While we’re on the subject, you really have allowed your smugness way too much leeway here, especially on the opening ‘Dot Com Monte Carlo’, which rails against the yuppie gentrification of San Francisco with lines like ‘Wanna chase those twits/ Down the street with a chainsaw,’ and ‘How ‘bout some yuppie drive-bys for a change’. A far cry from your usual acerbic wit, the song comes across as bland, self-righteous and incredibly whiny, like Chris Martin at a sweatshop. You’ve always walked the fine line between righteous rage and self-satisfied indulgence and here on the 18 minute (!) closer, you go too far. Droning on and on about how punk you are over an (admittedly nicely acid-tinged) grind, the energy of the E.P. dissipates in a fog of ennui. Alternately coming across as smug and sympathetic, it encapsulates the dichotomy of your public persona. Ultimately, the world does not need a self-penned panegyric about how awesome Jello Biafra is.

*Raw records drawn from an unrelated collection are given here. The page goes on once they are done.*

//! SQLite database management with migrations
//!
//! Each store (the corpus index, the fact log) owns one database file and
//! its own migration list.

use r2d2::Pool;
use r2d2_sqlite::SqliteConnectionManager;
use rusqlite::params;
use std::path::{Path, PathBuf};
use thiserror::Error;

/// Database connection pool
pub type DbPool = Pool<SqliteConnectionManager>;

#[derive(Error, Debug)]
pub enum StoreError {
    #[error("SQLite error: {0}")]
    Sqlite(#[from] rusqlite::Error),

    #[error("Connection pool error: {0}")]
    Pool(#[from] r2d2::Error),

    #[error("IO error: {context}: {source}")]
    Io {
        source: std::io::Error,
        context: String,
    },
}

/// How the database journals writes
#[derive(Debug, Clone, Copy, PartialEq, Eq)]
pub enum Journal {
    /// Write-ahead log for long-lived, concurrently read stores
    Wal,
    /// Rollback journal; the file is self-contained once the pool is
    /// dropped, so it can be renamed into place
    Rollback,
}

/// Database manager with migration support
pub struct Database {
    pool: DbPool,
    path: PathBuf,
}

impl Database {
    /// Open (creating if needed) a database and bring it up to date
    pub fn open(db_path: &Path, migrations: &[&str], journal: Journal) -> Result<Self, StoreError> {
        if let Some(parent) = db_path.parent() {
            std::fs::create_dir_all(parent).map_err(|e| StoreError::Io {
                source: e,
                context: format!("Failed to create database directory: {:?}", parent),
            })?;
        }

        let pragmas = match journal {
            Journal::Wal => {
                "PRAGMA journal_mode = WAL;
                 PRAGMA synchronous = NORMAL;
                 PRAGMA foreign_keys = ON;
                 PRAGMA busy_timeout = 5000;"
            }
            Journal::Rollback => {
                "PRAGMA journal_mode = DELETE;
                 PRAGMA synchronous = FULL;
                 PRAGMA foreign_keys = ON;
                 PRAGMA busy_timeout = 5000;"
            }
        };

        let manager = SqliteConnectionManager::file(db_path).with_init(move |c| c.execute_batch(pragmas));

        let pool = Pool::builder().max_size(8).build(manager)?;

        let db = Self {
            pool,
            path: db_path.to_path_buf(),
        };
        db.migrate(migrations)?;

        Ok(db)
    }

    /// Get a connection from the pool
    pub fn get_conn(&self) -> Result<r2d2::PooledConnection<SqliteConnectionManager>, StoreError> {
        Ok(self.pool.get()?)
    }

    pub fn path(&self) -> &Path {
        &self.path
    }

    /// Apply the migrations this file has not seen yet
    fn migrate(&self, migrations: &[&str]) -> Result<(), StoreError> {
        let mut conn = self.get_conn()?;

        conn.execute(
            "CREATE TABLE IF NOT EXISTS _migrations (
                version INTEGER PRIMARY KEY,
                applied_at TEXT NOT NULL
            )",
            [],
        )?;

        let current_version: i64 = conn.query_row(
            "SELECT COALESCE(MAX(version), 0) FROM _migrations",
            [],
            |row| row.get(0),
        )?;

        for (version, migration) in migrations.iter().enumerate() {
            let version = version as i64 + 1;

            if version > current_version {
                tracing::debug!("Applying migration {} to {:?}", version, self.path);

                let tx = conn.transaction()?;
                tx.execute_batch(migration)?;
                tx.execute(
                    "INSERT INTO _migrations (version, applied_at) VALUES (?1, datetime('now'))",
                    params![version],
                )?;
                tx.commit()?;
            }
        }

        Ok(())
    }

    /// Number of rows in a table
    pub fn count(&self, table: &str) -> Result<usize, StoreError> {
        let conn = self.get_conn()?;
        let count: i64 = conn.query_row(&format!("SELECT COUNT(*) FROM {}", table), [], |row| {
            row.get(0)
        })?;
        Ok(count as usize)
    }
}

#[cfg(test)]
mod tests {
    use super::*;
    use tempfile::TempDir;

    const TEST_MIGRATIONS: &[&str] = &[
        "CREATE TABLE notes (id INTEGER PRIMARY KEY, body TEXT NOT NULL);",
        "ALTER TABLE notes ADD COLUMN created_at TEXT;",
    ];

    #[test]
    fn test_database_creation_and_migrations() {
        let temp = TempDir::new().unwrap();
        let db_path = temp.path().join("nested").join("test.db");

        let db = Database::open(&db_path, TEST_MIGRATIONS, Journal::Wal).unwrap();
        assert!(db_path.exists());

        let conn = db.get_conn().unwrap();
        let version: i64 = conn
            .query_row("SELECT MAX(version) FROM _migrations", [], |row| row.get(0))
            .unwrap();
        assert_eq!(version, 2);

        conn.execute(
            "INSERT INTO notes (body, created_at) VALUES ('x', 'now')",
            [],
        )
        .unwrap();
        drop(conn);
        assert_eq!(db.count("notes").unwrap(), 1);
    }

    #[test]
    fn test_reopen_does_not_reapply() {
        let temp = TempDir::new().unwrap();
        let db_path = temp.path().join("test.db");

        {
            let db = Database::open(&db_path, TEST_MIGRATIONS, Journal::Rollback).unwrap();
            db.get_conn()
                .unwrap()
                .execute("INSERT INTO notes (body) VALUES ('kept')", [])
                .unwrap();
        }

        let db = Database::open(&db_path, TEST_MIGRATIONS, Journal::Rollback).unwrap();
        assert_eq!(db.count("notes").unwrap(), 1);
    }
}
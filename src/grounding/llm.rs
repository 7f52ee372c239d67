//! Language model capability and an OpenAI-compatible chat client

use crate::config::LlmConfig;
use async_trait::async_trait;
use base64::{engine::general_purpose::STANDARD, Engine};
use reqwest::Client;
use serde_json::{json, Value};
use std::time::Duration;
use thiserror::Error;

#[derive(Error, Debug)]
pub enum ModelError {
    #[error("Language model is not configured: {0}")]
    NotConfigured(String),

    #[error("Model request failed: {0}")]
    Transport(String),

    #[error("Model API error ({status}): {message}")]
    Api { status: u16, message: String },

    #[error("Model call timed out after {0:?}")]
    Timeout(Duration),

    #[error("Model returned no content")]
    EmptyResponse,

    #[error("Invalid model response: {0}")]
    InvalidResponse(String),
}

impl ModelError {
    /// Transient failures the user can retry as-is
    pub fn is_retryable(&self) -> bool {
        match self {
            Self::Transport(_) | Self::Timeout(_) | Self::EmptyResponse => true,
            Self::Api { status, .. } => *status == 429 || *status >= 500,
            Self::NotConfigured(_) | Self::InvalidResponse(_) => false,
        }
    }
}

/// Speaker of a chat message
#[derive(Debug, Clone, Copy, PartialEq, Eq)]
pub enum ChatRole {
    System,
    User,
    Assistant,
}

impl ChatRole {
    pub fn as_str(&self) -> &'static str {
        match self {
            Self::System => "system",
            Self::User => "user",
            Self::Assistant => "assistant",
        }
    }
}

/// One part of a (possibly multimodal) message
#[derive(Debug, Clone, PartialEq)]
pub enum ContentPart {
    Text(String),
    Image { mime_type: String, data: Vec<u8> },
}

#[derive(Debug, Clone, PartialEq)]
pub struct ChatMessage {
    pub role: ChatRole,
    pub parts: Vec<ContentPart>,
}

impl ChatMessage {
    pub fn system(text: impl Into<String>) -> Self {
        Self::text(ChatRole::System, text)
    }

    pub fn user(text: impl Into<String>) -> Self {
        Self::text(ChatRole::User, text)
    }

    pub fn assistant(text: impl Into<String>) -> Self {
        Self::text(ChatRole::Assistant, text)
    }

    pub fn text(role: ChatRole, text: impl Into<String>) -> Self {
        Self {
            role,
            parts: vec![ContentPart::Text(text.into())],
        }
    }

    /// Concatenated text parts
    pub fn text_content(&self) -> String {
        self.parts
            .iter()
            .filter_map(|p| match p {
                ContentPart::Text(t) => Some(t.as_str()),
                ContentPart::Image { .. } => None,
            })
            .collect::<Vec<_>>()
            .join("\n")
    }

    pub fn has_image(&self) -> bool {
        self.parts
            .iter()
            .any(|p| matches!(p, ContentPart::Image { .. }))
    }
}

/// A complete chat completion request
#[derive(Debug, Clone)]
pub struct ChatRequest {
    pub messages: Vec<ChatMessage>,
    pub temperature: f32,
    pub max_tokens: u32,
}

/// Anything that can complete a chat
///
/// The production backend speaks the OpenAI chat-completions protocol;
/// tests substitute scripted models.
#[async_trait]
pub trait LanguageModel: Send + Sync {
    async fn complete(&self, request: &ChatRequest) -> Result<String, ModelError>;

    /// Whether image parts are accepted
    fn supports_images(&self) -> bool {
        true
    }

    fn model_name(&self) -> &str;
}

/// OpenAI-compatible chat completions client
pub struct OpenAiChatModel {
    client: Client,
    base_url: String,
    api_key: String,
    model: String,
}

impl OpenAiChatModel {
    pub fn new(
        base_url: impl Into<String>,
        api_key: impl Into<String>,
        model: impl Into<String>,
        timeout: Duration,
    ) -> Result<Self, ModelError> {
        let client = Client::builder()
            .connect_timeout(Duration::from_secs(10))
            .timeout(timeout)
            .build()
            .map_err(|e| ModelError::NotConfigured(format!("HTTP client: {}", e)))?;

        Ok(Self {
            client,
            base_url: base_url.into().trim_end_matches('/').to_string(),
            api_key: api_key.into(),
            model: model.into(),
        })
    }

    /// Build from configuration, reading the API key from the configured
    /// environment variable
    pub fn from_config(config: &LlmConfig) -> Result<Self, ModelError> {
        Self::with_model(config, &config.model)
    }

    /// Same endpoint and credentials, different model (e.g. for vision)
    pub fn with_model(config: &LlmConfig, model: &str) -> Result<Self, ModelError> {
        let api_key = std::env::var(&config.api_key_env)
            .ok()
            .filter(|k| !k.trim().is_empty())
            .ok_or_else(|| {
                ModelError::NotConfigured(format!(
                    "environment variable {} is not set",
                    config.api_key_env
                ))
            })?;

        // The HTTP timeout is a backstop; the answerer enforces its own
        Self::new(
            &config.base_url,
            api_key,
            model,
            Duration::from_secs(config.timeout_secs.saturating_mul(2)),
        )
    }

    fn format_messages(messages: &[ChatMessage]) -> Vec<Value> {
        messages
            .iter()
            .map(|msg| {
                let content = if msg.has_image() {
                    let parts: Vec<Value> = msg
                        .parts
                        .iter()
                        .map(|part| match part {
                            ContentPart::Text(text) => json!({"type": "text", "text": text}),
                            ContentPart::Image { mime_type, data } => json!({
                                "type": "image_url",
                                "image_url": {"url": data_url(mime_type, data)},
                            }),
                        })
                        .collect();
                    json!(parts)
                } else {
                    json!(msg.text_content())
                };
                json!({"role": msg.role.as_str(), "content": content})
            })
            .collect()
    }

    fn parse_response(body: &str) -> Result<String, ModelError> {
        let v: Value =
            serde_json::from_str(body).map_err(|e| ModelError::InvalidResponse(e.to_string()))?;

        let content = v["choices"]
            .get(0)
            .and_then(|choice| choice["message"]["content"].as_str())
            .map(|s| s.trim().to_string())
            .unwrap_or_default();

        if content.is_empty() {
            return Err(ModelError::EmptyResponse);
        }
        Ok(content)
    }
}

#[async_trait]
impl LanguageModel for OpenAiChatModel {
    async fn complete(&self, request: &ChatRequest) -> Result<String, ModelError> {
        let url = format!("{}/chat/completions", self.base_url);
        let body = json!({
            "model": self.model,
            "messages": Self::format_messages(&request.messages),
            "temperature": request.temperature,
            "max_tokens": request.max_tokens,
        });

        tracing::debug!(
            "Sending {} messages to {} ({})",
            request.messages.len(),
            self.model,
            url
        );

        let response = self
            .client
            .post(&url)
            .bearer_auth(&self.api_key)
            .json(&body)
            .send()
            .await
            .map_err(|e| {
                if e.is_timeout() {
                    ModelError::Transport(format!("request timed out: {}", e))
                } else {
                    ModelError::Transport(e.to_string())
                }
            })?;

        let status = response.status();
        let text = response
            .text()
            .await
            .map_err(|e| ModelError::Transport(e.to_string()))?;

        if !status.is_success() {
            let message = serde_json::from_str::<Value>(&text)
                .ok()
                .and_then(|v| v["error"]["message"].as_str().map(String::from))
                .unwrap_or(text);
            return Err(ModelError::Api {
                status: status.as_u16(),
                message,
            });
        }

        Self::parse_response(&text)
    }

    fn model_name(&self) -> &str {
        &self.model
    }
}

/// `data:` URL for an inline image
pub fn data_url(mime_type: &str, data: &[u8]) -> String {
    format!("data:{};base64,{}", mime_type, STANDARD.encode(data))
}
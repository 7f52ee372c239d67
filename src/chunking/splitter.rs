//! Recursive fixed-size text splitter
//!
//! Splits on the coarsest separator present (paragraph, line, word, then
//! character), recursing into pieces that are still too long, and greedily
//! merges the small pieces back into windows of at most `chunk_size`
//! characters that share up to `chunk_overlap` characters with their
//! predecessor. Sizes are measured in `char`s, never bytes.

use std::collections::VecDeque;

const SEPARATORS: &[&str] = &["\n\n", "\n", " ", ""];

/// Greedy recursive splitter
#[derive(Debug, Clone)]
pub struct RecursiveSplitter {
    chunk_size: usize,
    chunk_overlap: usize,
}

impl RecursiveSplitter {
    pub fn new(chunk_size: usize, chunk_overlap: usize) -> Self {
        Self {
            chunk_size: chunk_size.max(1),
            chunk_overlap: chunk_overlap.min(chunk_size.saturating_sub(1)),
        }
    }

    /// Split text into trimmed, non-empty windows
    pub fn split(&self, text: &str) -> Vec<String> {
        self.split_with(text, SEPARATORS)
    }

    fn split_with(&self, text: &str, separators: &[&str]) -> Vec<String> {
        // Coarsest separator that actually occurs; "" always matches
        let position = separators
            .iter()
            .position(|s| s.is_empty() || text.contains(s))
            .unwrap_or(separators.len().saturating_sub(1));
        let separator = separators.get(position).copied().unwrap_or("");
        let finer = separators.get(position + 1..).unwrap_or(&[]);

        let mut out = Vec::new();
        let mut pending: Vec<String> = Vec::new();

        for piece in split_keeping_separator(text, separator) {
            if char_len(&piece) < self.chunk_size {
                pending.push(piece);
                continue;
            }

            if !pending.is_empty() {
                out.extend(self.merge(&pending));
                pending.clear();
            }

            if finer.is_empty() {
                let piece = piece.trim();
                if !piece.is_empty() {
                    out.push(piece.to_string());
                }
            } else {
                out.extend(self.split_with(&piece, finer));
            }
        }

        if !pending.is_empty() {
            out.extend(self.merge(&pending));
        }

        out
    }

    /// Pack small pieces into windows, carrying an overlapping tail forward
    fn merge(&self, pieces: &[String]) -> Vec<String> {
        let mut windows = Vec::new();
        let mut current: VecDeque<&str> = VecDeque::new();
        let mut total = 0usize;

        for piece in pieces {
            let len = char_len(piece);

            if total + len > self.chunk_size && !current.is_empty() {
                push_window(&mut windows, &current);

                while total > self.chunk_overlap
                    || (total + len > self.chunk_size && total > 0)
                {
                    match current.pop_front() {
                        Some(dropped) => total -= char_len(dropped),
                        None => break,
                    }
                }
            }

            current.push_back(piece);
            total += len;
        }

        push_window(&mut windows, &current);
        windows
    }
}

fn push_window(windows: &mut Vec<String>, current: &VecDeque<&str>) {
    let joined: String = current.iter().copied().collect();
    let trimmed = joined.trim();
    if !trimmed.is_empty() {
        windows.push(trimmed.to_string());
    }
}

/// Split so that every separator stays attached to the start of the piece
/// that follows it
fn split_keeping_separator(text: &str, separator: &str) -> Vec<String> {
    if separator.is_empty() {
        return text.chars().map(String::from).collect();
    }

    let mut pieces = Vec::new();
    let mut start = 0;
    for (idx, _) in text.match_indices(separator) {
        if idx > start {
            pieces.push(text[start..idx].to_string());
        }
        start = idx;
    }
    if start < text.len() {
        pieces.push(text[start..].to_string());
    }
    pieces.retain(|p| !p.is_empty());
    pieces
}

#[inline]
pub(crate) fn char_len(s: &str) -> usize {
    s.chars().count()
}

#[cfg(test)]
mod tests {
    use super::*;

    #[test]
    fn test_short_text_is_single_window() {
        let splitter = RecursiveSplitter::new(600, 100);
        let chunks = splitter.split("A short clause.\nWith two lines.");
        assert_eq!(chunks, vec!["A short clause.\nWith two lines.".to_string()]);
    }

    #[test]
    fn test_windows_respect_size() {
        let splitter = RecursiveSplitter::new(50, 10);
        let text = "word ".repeat(100);
        let chunks = splitter.split(&text);
        assert!(chunks.len() > 1);
        for chunk in &chunks {
            assert!(char_len(chunk) <= 50, "chunk too long: {}", chunk);
        }
    }

    #[test]
    fn test_consecutive_windows_overlap() {
        let splitter = RecursiveSplitter::new(40, 15);
        let text = (0..40)
            .map(|i| format!("w{}", i))
            .collect::<Vec<_>>()
            .join(" ");
        let chunks = splitter.split(&text);
        assert!(chunks.len() > 2);

        for pair in chunks.windows(2) {
            let last_word = pair[0].split_whitespace().last().unwrap();
            assert!(
                pair[1].split_whitespace().any(|w| w == last_word),
                "no overlap between {:?} and {:?}",
                pair[0],
                pair[1]
            );
        }
    }

    #[test]
    fn test_prefers_paragraph_boundaries() {
        let splitter = RecursiveSplitter::new(60, 0);
        let para_a = "First paragraph about offer and acceptance.";
        let para_b = "Second paragraph about consideration.";
        let chunks = splitter.split(&format!("{}\n\n{}", para_a, para_b));
        assert_eq!(chunks, vec![para_a.to_string(), para_b.to_string()]);
    }

    #[test]
    fn test_unbroken_text_falls_back_to_characters() {
        let splitter = RecursiveSplitter::new(10, 2);
        let chunks = splitter.split(&"x".repeat(35));
        assert!(chunks.len() >= 4);
        assert!(chunks.iter().all(|c| char_len(c) <= 10));
    }

    #[test]
    fn test_multibyte_text_is_measured_in_chars() {
        let splitter = RecursiveSplitter::new(20, 5);
        let text = "§ über straße ".repeat(10);
        let chunks = splitter.split(&text);
        assert!(chunks.iter().all(|c| char_len(c) <= 20));
    }

    #[test]
    fn test_whitespace_only_yields_nothing() {
        let splitter = RecursiveSplitter::new(600, 100);
        assert!(splitter.split("  \n\n  \n").is_empty());
    }
}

And once again, the topics of the songs are embarrassingly out-of-date. You’re still going after Bush-era targets, ignoring the excesses of the current administration in favour of railing against the figureheads of the good old bad old days. Bashing Bob Dole in 2011 is beyond passé. If nothing else, this at least confirms the widely held truism that punk flourishes best under a Republican administration.

Ultimately, this E.P. is a disappointment, a collection of off-cuts from your debut which, with the exception of ‘The Cells That Will Not Die’, should have remained locked in a dusty studio cupboard somewhere. You need some new topics. And better songs. And a less supercilious attitude.
When the Guantanamo School of Medicine are at their peak there’s no-one to touch them. Let’s hope they get back to it soon.